** Task **
Return each line below holding the string "struct".

** Data for this task **
******************************

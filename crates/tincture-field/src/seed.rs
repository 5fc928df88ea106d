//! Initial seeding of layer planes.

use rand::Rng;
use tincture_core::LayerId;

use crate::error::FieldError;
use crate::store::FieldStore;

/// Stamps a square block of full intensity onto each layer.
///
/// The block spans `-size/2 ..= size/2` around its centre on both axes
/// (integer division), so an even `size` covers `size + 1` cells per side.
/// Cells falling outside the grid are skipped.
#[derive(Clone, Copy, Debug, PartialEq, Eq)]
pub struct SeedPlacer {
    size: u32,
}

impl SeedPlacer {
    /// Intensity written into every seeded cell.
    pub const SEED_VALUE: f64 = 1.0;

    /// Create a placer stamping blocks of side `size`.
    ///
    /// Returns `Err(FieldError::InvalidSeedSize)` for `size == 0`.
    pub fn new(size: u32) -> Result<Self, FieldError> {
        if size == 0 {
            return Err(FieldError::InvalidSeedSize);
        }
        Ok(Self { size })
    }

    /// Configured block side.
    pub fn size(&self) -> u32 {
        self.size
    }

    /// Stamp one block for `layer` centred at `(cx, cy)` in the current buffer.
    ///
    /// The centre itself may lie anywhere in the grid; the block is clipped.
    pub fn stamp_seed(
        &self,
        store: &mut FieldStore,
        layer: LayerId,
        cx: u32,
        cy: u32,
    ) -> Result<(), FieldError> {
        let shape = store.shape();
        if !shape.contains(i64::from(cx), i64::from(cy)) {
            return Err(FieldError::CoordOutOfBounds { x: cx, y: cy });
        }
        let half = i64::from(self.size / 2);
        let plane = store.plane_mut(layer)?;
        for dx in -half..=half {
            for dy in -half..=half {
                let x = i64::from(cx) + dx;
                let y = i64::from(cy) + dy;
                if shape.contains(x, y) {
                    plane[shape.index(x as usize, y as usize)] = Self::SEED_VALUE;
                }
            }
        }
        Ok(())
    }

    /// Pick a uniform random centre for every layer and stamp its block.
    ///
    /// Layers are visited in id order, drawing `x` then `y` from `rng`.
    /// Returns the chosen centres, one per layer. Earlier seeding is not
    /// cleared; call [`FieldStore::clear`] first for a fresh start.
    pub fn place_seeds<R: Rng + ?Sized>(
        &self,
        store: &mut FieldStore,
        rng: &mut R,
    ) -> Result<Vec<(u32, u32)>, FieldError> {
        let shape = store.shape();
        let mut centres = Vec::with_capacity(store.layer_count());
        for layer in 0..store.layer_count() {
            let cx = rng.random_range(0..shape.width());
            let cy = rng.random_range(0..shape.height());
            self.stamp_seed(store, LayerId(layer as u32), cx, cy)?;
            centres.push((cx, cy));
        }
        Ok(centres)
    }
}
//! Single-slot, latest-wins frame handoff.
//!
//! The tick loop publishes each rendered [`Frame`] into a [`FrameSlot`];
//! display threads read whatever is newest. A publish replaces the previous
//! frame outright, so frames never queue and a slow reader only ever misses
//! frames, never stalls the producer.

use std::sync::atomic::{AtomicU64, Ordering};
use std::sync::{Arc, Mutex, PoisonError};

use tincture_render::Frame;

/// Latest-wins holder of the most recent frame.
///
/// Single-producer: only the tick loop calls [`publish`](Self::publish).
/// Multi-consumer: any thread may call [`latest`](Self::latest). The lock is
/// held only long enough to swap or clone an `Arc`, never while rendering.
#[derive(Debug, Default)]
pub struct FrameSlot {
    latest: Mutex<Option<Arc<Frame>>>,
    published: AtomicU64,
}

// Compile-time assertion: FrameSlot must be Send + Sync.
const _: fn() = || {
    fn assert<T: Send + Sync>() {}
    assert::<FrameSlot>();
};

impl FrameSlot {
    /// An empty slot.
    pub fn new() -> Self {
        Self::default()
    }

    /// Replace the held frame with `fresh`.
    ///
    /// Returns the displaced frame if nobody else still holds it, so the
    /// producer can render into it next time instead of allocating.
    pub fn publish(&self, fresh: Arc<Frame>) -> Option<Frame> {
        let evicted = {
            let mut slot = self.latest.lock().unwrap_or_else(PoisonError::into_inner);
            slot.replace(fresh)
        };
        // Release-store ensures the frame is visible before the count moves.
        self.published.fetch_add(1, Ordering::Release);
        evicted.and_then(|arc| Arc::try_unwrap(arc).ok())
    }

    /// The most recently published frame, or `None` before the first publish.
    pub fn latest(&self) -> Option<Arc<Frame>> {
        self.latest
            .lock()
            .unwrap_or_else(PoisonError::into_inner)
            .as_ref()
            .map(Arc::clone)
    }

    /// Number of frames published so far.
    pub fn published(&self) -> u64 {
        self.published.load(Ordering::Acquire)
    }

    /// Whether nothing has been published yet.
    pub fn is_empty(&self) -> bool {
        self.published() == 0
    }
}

******************************

** Exercise result **
pub struct SeedPlacer {
pub struct FrameSlot {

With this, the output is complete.